The difference between the condition of ancient and of modern nations, in consequence of the abolition of domestic slavery, has been already remarked, and the effects which it has produced have in no instance been more conspicuous than upon the sources of national opulence. As the ground is now universally cultivated (at least in this part of Europe) by men whose subsistence depends on the fruits of their own industry, the measure of their exertions can be increased only by the multiplication of their wants and necessities; or (as Sir James Steuart expresses it) “by the operation of manufactures and commerce, in rendering men slaves to their own passions and desires.” Hence the important distinction upon which this ingenious writer has laid so great stress between labour and industry. “The former,” he observes, “may always be procured, even by force, at the expense of furnishing man with his daily sustenance, whereas the latter cannot possibly be established, but by means of an adequate equivalent, proportioned not to what is absolutely necessary, but to what may satisfy the reasonable desire of the industrious, which equivalent becomes, in its turn, the means of diffusing a similar taste for superfluities among all classes of people.”1
One of the best illustrations I know of this distinction between labour and industry, and of the consequent difference between the ancient and modern system of Political Economy, is to be found in the discourse (commonly, and I think justly, attributed to Xenophon) “On the Improvement of the Revenue of the State of Athens.”2 From this work of Xenophon we learn the opinion of the author with regard to the three principal classes of the Athenian people—the Citizens, the Strangers, and the Slaves; and it is particularly remarkable, that even among the lowest order of the citizens, he never once supposes the expediency, or even the possibility, of exciting a spirit of industry by any of the motives which operate so effectually on the minds of the multitude in Modern Europe. On the contrary, his professed object is to secure the same advantages at which Political Economy now aims, through the medium of men’s natural propensities, by regulations of police, altogether unconnected with the habits of the people for whose welfare they were destined.

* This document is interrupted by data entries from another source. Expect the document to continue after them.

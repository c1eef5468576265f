// ui.rs - Canvas, controls and status for the simulator

use std::time::{Duration, Instant};

use eframe::egui;
use egui::{Color32, Rect, Stroke, Vec2};
use life_core::{patterns, RunState};

use crate::LifeApp;

impl eframe::App for LifeApp {
    fn update(&mut self, ctx: &egui::Context, _frame: &mut eframe::Frame) {
        let now = Instant::now();
        self.pacer.poll(&mut self.controller, now);

        egui::CentralPanel::default().show(ctx, |ui| {
            ui.heading("Conway's Game of Life");

            // Controls
            ui.horizontal(|ui| {
                if ui.button("Next").clicked() {
                    self.controller.manual_advance();
                }

                let button_text = match self.controller.run_state() {
                    RunState::AtRest => "▶ Start",
                    RunState::Simulating => "⏸ Stop",
                };
                if ui.button(button_text).clicked() {
                    self.controller.toggle_run();
                }

                if ui.button("⏹ Reset").clicked() {
                    self.controller.clear();
                }

                if ui.button("🎲 Random").clicked() {
                    self.random_seed = self.random_seed.wrapping_add(1);
                    self.controller.apply_random(self.random_seed);
                }

                ui.separator();

                // Pattern dropdown
                ui.label("Pattern:");
                egui::ComboBox::from_id_source("pattern_selector")
                    .selected_text(patterns::PATTERNS[self.selected_pattern].name)
                    .show_ui(ui, |ui| {
                        for (i, pattern) in patterns::PATTERNS.iter().enumerate() {
                            ui.selectable_value(&mut self.selected_pattern, i, pattern.name);
                        }
                    });

                if ui.button("Apply Pattern").clicked() {
                    if let Some(pattern) = patterns::PATTERNS.get(self.selected_pattern) {
                        self.controller.apply_pattern(pattern);
                    }
                }

                ui.separator();

                if ui.button("Quit").clicked() {
                    ctx.send_viewport_cmd(egui::ViewportCommand::Close);
                }
            });

            ui.separator();

            // Speed and colors
            ui.horizontal(|ui| {
                ui.label("Speed:");
                let mut speed = 1000.0 / self.controller.config().tick_period.as_millis().max(1) as f32;
                if ui.add(egui::Slider::new(&mut speed, 0.5..=60.0).suffix(" gen/sec")).changed() {
                    self.controller
                        .set_tick_period(Duration::from_millis((1000.0 / speed) as u64));
                }

                ui.separator();

                ui.label("Live:");
                ui.color_edit_button_srgba(&mut self.live_color);
                ui.label("Dead:");
                ui.color_edit_button_srgba(&mut self.dead_color);
            });

            ui.separator();

            ui.horizontal(|ui| {
                let status = egui::RichText::new(self.controller.run_state().label())
                    .strong()
                    .color(Color32::WHITE)
                    .background_color(Color32::from_rgb(200, 0, 0));
                ui.label(status);
                ui.label(format!("Generation: {}", self.controller.generation()));
                ui.label(format!("Live cells: {}", self.controller.population()));
            });

            ui.separator();

            // Draw the grid
            let config = self.controller.config().clone();
            let unit = config.cell_pixel_size();
            let total_size = Vec2::splat(config.canvas_size);

            let (response, painter) = ui.allocate_painter(total_size, egui::Sense::click());
            let origin = response.rect.min;

            painter.rect_filled(response.rect, 0.0, self.dead_color);

            for (coord, state) in self.controller.grid().cells() {
                let rect = Rect::from_min_size(
                    origin + Vec2::new(coord.x as f32 * unit, coord.y as f32 * unit),
                    Vec2::splat(unit),
                );
                if state.is_alive() {
                    painter.rect_filled(rect, 0.0, self.live_color);
                }
                painter.rect_stroke(rect, 0.0, Stroke::new(0.5, Color32::from_gray(60)));
            }

            // Editing is the controller's call; it ignores clicks while simulating.
            if response.clicked() {
                if let Some(pos) = response.interact_pointer_pos() {
                    let local = pos - origin;
                    if let Some(coord) = config.pixel_to_coord(local.x, local.y) {
                        self.controller.request_toggle(coord);
                    }
                }
            }
        });

        if let Some(wait) = self.pacer.time_until_next(&self.controller, Instant::now()) {
            ctx.request_repaint_after(wait);
        }
    }
}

With this view, he lays down a plan for improving the revenue of the State, (by means of taxes to be imposed on its confederate cities,) in such a manner, as out of it to give every Athenian citizen a pension of three oboli a day, or threepence three farthings of our money.

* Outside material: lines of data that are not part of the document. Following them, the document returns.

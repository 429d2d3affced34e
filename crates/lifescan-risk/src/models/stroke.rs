use lifescan_core::models::answers::AnswerSet;
use lifescan_core::models::risk::{Recommendation, RiskTier};
use lifescan_core::models::variant::ModelVariant;

use super::{bracket, flag};
use crate::RiskModel;

/// Stroke fallback rules.
///
/// Age +3/+2/+1 at 65/55/45, hypertension +2, heart disease +2, current
/// smoker +2, BMI +2/+1 at 30/25, average glucose +2/+1 at 140/100.
pub struct StrokeRisk;

fn smokes(answers: &AnswerSet) -> bool {
    answers.is("smoking_status", "smokes")
}

impl RiskModel for StrokeRisk {
    fn variant(&self) -> ModelVariant {
        ModelVariant::Stroke
    }

    fn points(&self, answers: &AnswerSet) -> u32 {
        let age = answers.whole_or_zero("age") as f64;
        bracket(age, &[(65.0, 3), (55.0, 2), (45.0, 1)])
            + flag(answers.is("hypertension", "1"), 2)
            + flag(answers.is("heart_disease", "1"), 2)
            + flag(smokes(answers), 2)
            + bracket(answers.number_or_zero("bmi"), &[(30.0, 2), (25.0, 1)])
            + bracket(
                answers.number_or_zero("avg_glucose_level"),
                &[(140.0, 2), (100.0, 1)],
            )
    }

    fn factors(&self, answers: &AnswerSet) -> Vec<&'static str> {
        let checks = [
            (answers.is("hypertension", "1"), "Arterial hypertension"),
            (answers.is("heart_disease", "1"), "Previous heart disease"),
            (smokes(answers), "Current smoking"),
            (answers.number_or_zero("bmi") >= 30.0, "Obesity (BMI >= 30)"),
            (answers.number_or_zero("avg_glucose_level") >= 126.0, "Elevated glucose"),
            (answers.whole_or_zero("age") >= 65, "Advanced age"),
        ];
        checks
            .into_iter()
            .filter_map(|(hit, factor)| hit.then_some(factor))
            .collect()
    }

    fn paragraph(&self, tier: RiskTier) -> &'static str {
        match tier {
            RiskTier::Low => {
                "Based on the factors analysed, your profile stays within what is expected for \
                 good cardiovascular health. The indicators reviewed show no worrying signs and \
                 the overall pattern is stable. Keeping healthy habits helps maintain these \
                 results over time."
            }
            RiskTier::Medium => {
                "The data analysed show some factors that can raise your risk of stroke if they \
                 are not controlled in time. Many of them are modifiable, so small adjustments to \
                 your habits or medical follow-up can help reduce this risk and keep good \
                 neurological health."
            }
            RiskTier::High => {
                "The evaluation identifies several values that match the high-risk profiles \
                 documented in stroke studies. The patterns found suggest an elevated likelihood \
                 of complications if no action is taken soon. Seeking a medical assessment is \
                 advisable to get guidance and reduce the risk as soon as possible."
            }
        }
    }

    fn insight(&self, answers: &AnswerSet) -> Option<&'static str> {
        if answers.is("hypertension", "1") && answers.is("heart_disease", "1") {
            return Some(
                "The combination of hypertension and previous heart disease is a significant risk \
                 factor that requires regular monitoring.",
            );
        }
        if smokes(answers) && answers.number_or_zero("bmi") > 30.0 {
            return Some(
                "Smoking combined with a high BMI suggests the need for lifestyle interventions.",
            );
        }
        None
    }

    fn targeted_recommendations(&self, answers: &AnswerSet) -> Vec<Recommendation> {
        let mut recommendations = Vec::new();
        if answers.is("hypertension", "1") {
            recommendations.push(Recommendation::new(
                "💊",
                "Hypertension control",
                "Follow the prescribed treatment and monitor your blood pressure regularly",
            ));
        }
        if smokes(answers) {
            recommendations.push(Recommendation::new(
                "🚭",
                "Smoking cessation",
                "Consider a programme to quit smoking and avoid exposure to smoke",
            ));
        }
        if answers.number_or_zero("bmi") >= 25.0 {
            recommendations.push(Recommendation::new(
                "🥗",
                "Weight management",
                "Follow a balanced eating plan and regular physical activity",
            ));
        }
        recommendations
    }
}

In case the resources he points out for obtaining this revenue should prove deficient, people from all quarters, (he observes,) princes and strangers of note in all countries, would be proud of contributing towards it, to have their names transmitted to posterity in the public monuments of Athens.
Besides providing this daily pension of threepence three farthings for every citizen of Athens, rich and poor, Xenophon proposed to build, at the public expense, a number of trading vessels, a great many inns, and houses of entertainment for all strangers in the sea-ports, to erect shops, warehouses, and exchanges, the rents of which would not only increase the revenue, but add to the beauty and magnificence of the city. In a word, the great aim of this ancient system of Political Economy, (as Sir James Steuart has well observed,) is to accomplish by the labour of slaves, and by the subsidies of strangers, what a free people in our days are constantly performing by their own industrious exertions.1
In consequence of this independent industry of our lower orders, and more especially of the action and re-action of manufactures, commerce, and agriculture on each other, there has gradually arisen in the mechanism of modern society, a complexness of parts, and, at the same time, an apparent simplicity of design, essentially different from what fell under the review of ancient politicians.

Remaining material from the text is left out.